** Aim of the task **
Scan the data below for the string "Option". Copy every line where it appears.

Stored data entries:
=====
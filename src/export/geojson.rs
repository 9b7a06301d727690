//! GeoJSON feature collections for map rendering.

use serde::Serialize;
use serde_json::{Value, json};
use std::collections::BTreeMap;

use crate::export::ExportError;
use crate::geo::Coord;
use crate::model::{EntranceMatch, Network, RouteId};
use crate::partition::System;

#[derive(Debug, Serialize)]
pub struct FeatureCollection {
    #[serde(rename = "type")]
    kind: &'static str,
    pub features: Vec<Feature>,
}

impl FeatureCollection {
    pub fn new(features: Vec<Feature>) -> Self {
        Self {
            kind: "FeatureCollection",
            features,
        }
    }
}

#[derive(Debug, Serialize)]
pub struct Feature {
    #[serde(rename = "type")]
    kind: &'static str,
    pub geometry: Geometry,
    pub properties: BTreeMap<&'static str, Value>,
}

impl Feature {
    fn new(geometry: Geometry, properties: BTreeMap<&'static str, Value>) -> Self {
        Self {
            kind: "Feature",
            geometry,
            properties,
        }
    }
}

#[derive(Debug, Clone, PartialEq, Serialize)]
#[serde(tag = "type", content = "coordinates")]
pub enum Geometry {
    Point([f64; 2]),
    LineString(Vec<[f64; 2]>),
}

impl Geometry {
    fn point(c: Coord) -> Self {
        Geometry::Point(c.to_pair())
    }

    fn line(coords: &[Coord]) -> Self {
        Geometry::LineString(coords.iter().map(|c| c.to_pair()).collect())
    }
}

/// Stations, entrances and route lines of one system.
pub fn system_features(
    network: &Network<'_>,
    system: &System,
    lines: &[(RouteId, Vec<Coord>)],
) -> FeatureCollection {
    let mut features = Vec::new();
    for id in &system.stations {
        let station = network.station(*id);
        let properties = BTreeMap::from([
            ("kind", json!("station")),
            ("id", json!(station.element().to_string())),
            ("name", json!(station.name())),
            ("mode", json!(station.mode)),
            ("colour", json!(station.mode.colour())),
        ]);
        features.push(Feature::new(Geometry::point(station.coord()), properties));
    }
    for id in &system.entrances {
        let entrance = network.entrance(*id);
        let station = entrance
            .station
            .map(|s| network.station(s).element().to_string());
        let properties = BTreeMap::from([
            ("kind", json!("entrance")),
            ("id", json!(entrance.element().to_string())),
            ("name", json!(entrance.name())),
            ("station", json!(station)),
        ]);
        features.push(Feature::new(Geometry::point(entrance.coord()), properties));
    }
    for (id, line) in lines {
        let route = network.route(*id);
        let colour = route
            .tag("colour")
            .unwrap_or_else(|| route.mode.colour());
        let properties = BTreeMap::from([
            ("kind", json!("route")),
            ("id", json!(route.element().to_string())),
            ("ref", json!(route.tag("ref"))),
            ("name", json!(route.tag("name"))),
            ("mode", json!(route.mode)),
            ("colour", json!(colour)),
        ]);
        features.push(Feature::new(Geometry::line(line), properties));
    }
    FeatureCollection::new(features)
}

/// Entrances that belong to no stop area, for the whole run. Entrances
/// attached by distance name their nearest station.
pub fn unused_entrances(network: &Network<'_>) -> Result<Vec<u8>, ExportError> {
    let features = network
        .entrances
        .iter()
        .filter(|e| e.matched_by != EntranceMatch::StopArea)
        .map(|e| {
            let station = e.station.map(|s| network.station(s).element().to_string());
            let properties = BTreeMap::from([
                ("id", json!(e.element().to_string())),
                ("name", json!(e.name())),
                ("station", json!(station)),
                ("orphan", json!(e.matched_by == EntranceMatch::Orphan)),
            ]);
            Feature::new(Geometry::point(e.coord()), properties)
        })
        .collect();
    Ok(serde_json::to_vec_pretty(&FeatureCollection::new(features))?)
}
=====
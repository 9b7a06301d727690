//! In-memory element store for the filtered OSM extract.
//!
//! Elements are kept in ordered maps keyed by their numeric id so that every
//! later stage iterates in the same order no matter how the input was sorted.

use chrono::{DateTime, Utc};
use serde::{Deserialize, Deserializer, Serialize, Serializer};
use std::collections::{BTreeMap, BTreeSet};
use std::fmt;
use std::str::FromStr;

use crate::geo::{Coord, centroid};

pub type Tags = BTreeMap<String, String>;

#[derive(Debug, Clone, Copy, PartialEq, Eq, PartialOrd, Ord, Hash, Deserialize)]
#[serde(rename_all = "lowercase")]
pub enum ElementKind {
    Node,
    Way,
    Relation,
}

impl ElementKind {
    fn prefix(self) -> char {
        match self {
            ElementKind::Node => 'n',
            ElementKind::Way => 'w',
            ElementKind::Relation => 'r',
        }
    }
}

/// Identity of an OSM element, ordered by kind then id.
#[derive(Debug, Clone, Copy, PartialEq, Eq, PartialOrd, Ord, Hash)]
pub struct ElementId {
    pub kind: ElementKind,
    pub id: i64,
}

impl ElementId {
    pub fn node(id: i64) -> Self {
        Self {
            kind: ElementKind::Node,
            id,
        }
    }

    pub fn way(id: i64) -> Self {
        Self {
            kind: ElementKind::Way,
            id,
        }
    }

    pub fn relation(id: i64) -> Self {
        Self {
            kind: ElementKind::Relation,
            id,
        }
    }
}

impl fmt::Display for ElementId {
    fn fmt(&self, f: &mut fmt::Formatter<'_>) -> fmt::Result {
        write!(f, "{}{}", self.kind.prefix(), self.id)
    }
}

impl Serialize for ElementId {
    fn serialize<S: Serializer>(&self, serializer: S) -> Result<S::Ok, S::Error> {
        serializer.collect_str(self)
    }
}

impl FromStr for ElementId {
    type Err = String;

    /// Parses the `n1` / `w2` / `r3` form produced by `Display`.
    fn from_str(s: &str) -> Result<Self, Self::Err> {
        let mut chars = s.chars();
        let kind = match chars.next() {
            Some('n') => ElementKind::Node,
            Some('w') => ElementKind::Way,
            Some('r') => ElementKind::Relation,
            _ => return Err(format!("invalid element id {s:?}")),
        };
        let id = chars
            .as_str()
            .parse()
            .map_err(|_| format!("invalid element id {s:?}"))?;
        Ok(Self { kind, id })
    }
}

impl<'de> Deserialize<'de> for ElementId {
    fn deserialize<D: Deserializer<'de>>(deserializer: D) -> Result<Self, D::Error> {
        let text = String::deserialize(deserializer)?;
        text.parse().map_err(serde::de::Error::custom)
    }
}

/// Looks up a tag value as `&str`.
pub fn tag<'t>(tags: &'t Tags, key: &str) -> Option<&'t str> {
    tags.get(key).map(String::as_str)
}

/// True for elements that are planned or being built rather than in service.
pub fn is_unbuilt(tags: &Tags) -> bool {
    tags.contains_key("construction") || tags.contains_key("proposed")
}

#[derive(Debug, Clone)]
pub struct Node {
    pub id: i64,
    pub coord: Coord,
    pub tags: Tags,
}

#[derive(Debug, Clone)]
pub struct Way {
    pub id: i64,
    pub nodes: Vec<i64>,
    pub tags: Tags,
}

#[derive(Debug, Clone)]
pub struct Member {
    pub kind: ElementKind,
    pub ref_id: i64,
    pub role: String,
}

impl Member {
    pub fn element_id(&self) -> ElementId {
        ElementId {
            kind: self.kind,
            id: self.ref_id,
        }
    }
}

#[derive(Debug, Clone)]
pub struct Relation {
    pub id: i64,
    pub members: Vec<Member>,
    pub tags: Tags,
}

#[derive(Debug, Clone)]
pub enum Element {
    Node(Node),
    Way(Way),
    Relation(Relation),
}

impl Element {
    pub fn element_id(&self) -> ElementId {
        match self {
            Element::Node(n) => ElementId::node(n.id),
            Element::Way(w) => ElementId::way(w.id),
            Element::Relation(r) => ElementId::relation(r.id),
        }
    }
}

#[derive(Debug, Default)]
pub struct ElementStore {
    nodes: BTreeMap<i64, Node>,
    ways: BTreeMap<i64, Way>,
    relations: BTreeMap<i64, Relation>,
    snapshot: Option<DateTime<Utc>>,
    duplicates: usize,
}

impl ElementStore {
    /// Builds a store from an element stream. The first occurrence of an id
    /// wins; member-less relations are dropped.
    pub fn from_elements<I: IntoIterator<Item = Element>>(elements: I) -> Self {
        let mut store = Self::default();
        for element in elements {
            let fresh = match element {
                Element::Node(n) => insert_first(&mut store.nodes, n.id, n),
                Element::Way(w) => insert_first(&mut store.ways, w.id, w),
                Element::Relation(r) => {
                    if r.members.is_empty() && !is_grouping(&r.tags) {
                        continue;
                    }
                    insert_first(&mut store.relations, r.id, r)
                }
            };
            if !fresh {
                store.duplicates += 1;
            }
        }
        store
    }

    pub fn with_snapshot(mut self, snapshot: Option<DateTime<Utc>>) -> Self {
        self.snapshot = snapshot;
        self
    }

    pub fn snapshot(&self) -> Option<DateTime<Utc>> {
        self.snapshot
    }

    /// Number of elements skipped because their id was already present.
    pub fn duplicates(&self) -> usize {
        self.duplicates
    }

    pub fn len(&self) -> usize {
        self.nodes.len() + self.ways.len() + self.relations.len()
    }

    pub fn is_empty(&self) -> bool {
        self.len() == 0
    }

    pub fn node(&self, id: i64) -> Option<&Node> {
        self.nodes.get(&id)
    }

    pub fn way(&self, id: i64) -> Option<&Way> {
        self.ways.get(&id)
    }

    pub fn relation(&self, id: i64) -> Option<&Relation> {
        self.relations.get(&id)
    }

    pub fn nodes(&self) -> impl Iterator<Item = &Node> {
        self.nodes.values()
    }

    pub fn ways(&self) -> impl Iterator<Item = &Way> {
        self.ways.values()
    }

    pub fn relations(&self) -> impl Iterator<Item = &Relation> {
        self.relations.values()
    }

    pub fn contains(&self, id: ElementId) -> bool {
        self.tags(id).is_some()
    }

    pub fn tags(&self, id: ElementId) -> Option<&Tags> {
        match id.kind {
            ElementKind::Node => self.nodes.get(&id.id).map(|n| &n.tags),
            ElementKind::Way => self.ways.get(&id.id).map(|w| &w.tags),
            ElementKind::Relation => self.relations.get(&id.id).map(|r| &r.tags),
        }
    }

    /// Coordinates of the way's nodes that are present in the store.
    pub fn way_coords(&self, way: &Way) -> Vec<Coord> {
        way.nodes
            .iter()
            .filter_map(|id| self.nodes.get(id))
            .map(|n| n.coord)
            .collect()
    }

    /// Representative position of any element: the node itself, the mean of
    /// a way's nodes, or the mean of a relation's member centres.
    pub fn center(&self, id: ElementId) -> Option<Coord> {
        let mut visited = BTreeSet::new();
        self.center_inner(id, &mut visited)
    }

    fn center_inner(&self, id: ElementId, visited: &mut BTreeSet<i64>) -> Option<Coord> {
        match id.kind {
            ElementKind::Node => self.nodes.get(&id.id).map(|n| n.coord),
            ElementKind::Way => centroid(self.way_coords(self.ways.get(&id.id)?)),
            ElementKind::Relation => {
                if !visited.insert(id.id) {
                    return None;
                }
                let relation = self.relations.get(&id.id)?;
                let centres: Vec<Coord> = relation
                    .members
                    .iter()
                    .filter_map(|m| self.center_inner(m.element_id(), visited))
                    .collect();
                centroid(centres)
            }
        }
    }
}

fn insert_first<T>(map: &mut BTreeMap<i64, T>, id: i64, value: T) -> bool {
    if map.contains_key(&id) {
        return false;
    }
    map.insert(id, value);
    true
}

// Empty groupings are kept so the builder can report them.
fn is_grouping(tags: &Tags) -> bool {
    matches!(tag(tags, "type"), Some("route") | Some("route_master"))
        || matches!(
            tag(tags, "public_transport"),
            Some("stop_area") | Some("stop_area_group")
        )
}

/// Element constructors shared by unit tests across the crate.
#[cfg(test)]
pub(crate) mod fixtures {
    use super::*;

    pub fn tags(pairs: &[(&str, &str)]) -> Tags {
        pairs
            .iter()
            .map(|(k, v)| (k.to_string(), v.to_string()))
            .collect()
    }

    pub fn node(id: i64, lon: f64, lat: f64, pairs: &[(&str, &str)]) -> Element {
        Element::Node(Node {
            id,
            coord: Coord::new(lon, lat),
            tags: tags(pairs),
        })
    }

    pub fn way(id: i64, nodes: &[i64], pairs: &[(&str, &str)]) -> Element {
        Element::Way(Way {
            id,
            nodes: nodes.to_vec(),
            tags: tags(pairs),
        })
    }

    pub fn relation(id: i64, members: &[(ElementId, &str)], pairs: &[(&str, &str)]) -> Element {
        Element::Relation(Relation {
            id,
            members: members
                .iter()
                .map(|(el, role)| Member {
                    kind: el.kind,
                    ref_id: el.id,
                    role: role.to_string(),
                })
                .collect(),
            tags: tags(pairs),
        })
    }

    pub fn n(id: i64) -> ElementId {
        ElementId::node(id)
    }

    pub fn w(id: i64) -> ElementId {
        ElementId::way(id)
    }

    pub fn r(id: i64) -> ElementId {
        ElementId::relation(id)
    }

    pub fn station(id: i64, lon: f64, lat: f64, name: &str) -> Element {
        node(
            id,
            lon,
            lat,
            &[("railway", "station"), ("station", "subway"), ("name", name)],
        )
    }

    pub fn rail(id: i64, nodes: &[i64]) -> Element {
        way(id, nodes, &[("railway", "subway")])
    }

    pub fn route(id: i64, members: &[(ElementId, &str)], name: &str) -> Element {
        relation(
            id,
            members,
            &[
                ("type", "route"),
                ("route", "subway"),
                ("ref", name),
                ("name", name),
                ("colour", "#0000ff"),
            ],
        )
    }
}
=====
** Final answer **
pub fn tag<'t>(tags: &'t Tags, key: &str) -> Option<&'t str> {
    snapshot: Option<DateTime<Utc>>,
    pub fn with_snapshot(mut self, snapshot: Option<DateTime<Utc>>) -> Self {
    pub fn snapshot(&self) -> Option<DateTime<Utc>> {
    pub fn node(&self, id: i64) -> Option<&Node> {
    pub fn way(&self, id: i64) -> Option<&Way> {
    pub fn relation(&self, id: i64) -> Option<&Relation> {
    pub fn tags(&self, id: ElementId) -> Option<&Tags> {
    pub fn center(&self, id: ElementId) -> Option<Coord> {
    fn center_inner(&self, id: ElementId, visited: &mut BTreeSet<i64>) -> Option<Coord> {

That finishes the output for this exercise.